None of this matters. True, Miller presents his 12 mini-biographies as responses to Foucault’s remarks about “the problem of the philosophical life,” namely, the question of the relevance of philosophy to the questions of what one can know, and do, and hope for, given the conquests of science and the fragmented and competing voices of religions. But one need not take the essays as endeavors to see if philosophy still has a role in helping us identify the meanings of life. Each of them is a little gem in its own right as the portrait of an independently interesting individual and his thought. Miller is careful as well as eloquent, so we get penetrating vignettes of intensely interesting people who were moved in their several ways to contemplate the big questions, exploring themselves and others to achieve the kind of enlightenment that liberates, whatever form the truth appeared to them to take.
It is especially welcome to find Montaigne and Emerson included, as they properly should be, among philosophers worthy of the name. There is considerably more enrichment to be had from their writings on the question of what it is to be human than in, say, Descartes or Kant, great minds as these (and especially the latter) are. I think Miller might have profited us more by replacing Diogenes with Epictetus or Cicero, the latter not least because of the great influence he had over the European mind from Erasmus (who thought he should be called St. Cicero) to Hume (who vastly preferred him to the Bible). And whereas Augustine is a name to excite theologians, the reversion to an orthodoxy that is the end point of his intellectual quest makes for a less interesting story than the others.

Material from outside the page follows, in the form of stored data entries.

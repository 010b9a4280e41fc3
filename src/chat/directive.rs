//! In-band chat directives.
//!
//! A trimmed input line is either `exit`/`quit`, a `$load <path>` request,
//! or literal prompt text.

use std::path::PathBuf;

use crate::constants::{EXIT_COMMANDS, LOAD_DIRECTIVE};

/// What an input line asks the chat loop to do.
#[derive(Debug, PartialEq, Eq)]
pub(crate) enum Directive {
    /// End the session.
    Exit,
    /// Send the file at this path as the next turn.
    Load(PathBuf),
    /// Send the text as the next turn.
    Prompt(String),
}

impl Directive {
    /// Classifies a line. Matching is exact and case-sensitive after trimming.
    pub(crate) fn parse(line: &str) -> Self {
        let line = line.trim();
        if EXIT_COMMANDS.contains(&line) {
            return Directive::Exit;
        }
        if let Some(rest) = line.strip_prefix(LOAD_DIRECTIVE) {
            let path = rest.trim();
            if rest.starts_with(char::is_whitespace) && !path.is_empty() {
                return Directive::Load(PathBuf::from(path));
            }
        }
        Directive::Prompt(line.to_string())
    }
}

#[cfg(test)]
mod tests {
    use super::*;

    #[test]
    fn exit_and_quit() {
        assert_eq!(Directive::parse("exit"), Directive::Exit);
        assert_eq!(Directive::parse("  quit\n"), Directive::Exit);
    }

    #[test]
    fn exit_is_case_sensitive_and_exact() {
        assert_eq!(Directive::parse("Exit"), Directive::Prompt("Exit".into()));
        assert_eq!(Directive::parse("exit now"), Directive::Prompt("exit now".into()));
    }

    #[test]
    fn load_takes_trimmed_path() {
        assert_eq!(
            Directive::parse("$load   images/cat.png  "),
            Directive::Load(PathBuf::from("images/cat.png"))
        );
        assert_eq!(
            Directive::parse("$load\tfoo.txt"),
            Directive::Load(PathBuf::from("foo.txt"))
        );
    }

    #[test]
    fn load_needs_whitespace_and_path() {
        assert_eq!(Directive::parse("$loadfoo"), Directive::Prompt("$loadfoo".into()));
        assert_eq!(Directive::parse("$load"), Directive::Prompt("$load".into()));
        assert_eq!(Directive::parse("$load   "), Directive::Prompt("$load".into()));
    }

    #[test]
    fn empty_line_is_an_empty_prompt() {
        assert_eq!(Directive::parse("   "), Directive::Prompt(String::new()));
    }
}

The two best of an excellent sequence of essays are those on Emerson and Nietzsche, and most especially this last. Because of his strange and tormented genius, Nietzsche has been much biographied of late, and rather well; but Miller’s account is so well crafted that it illuminates him with wonderful clarity, like a sharp engraving on metal. His physical frailty, even femininity, and its contrast to his aggressively ambitious mind, are subtly sketched, and the harbingers of lunacy in his late works are made salient. Readers of this portrait will see Nietzsche from a slightly shifted perspective accordingly.
Miller gives us a fine read, and much to chew profitably upon. With luck we might get another dozen portraits from his pen; and with them, perhaps, a less pessimistic assessment of the profit philosophy offers.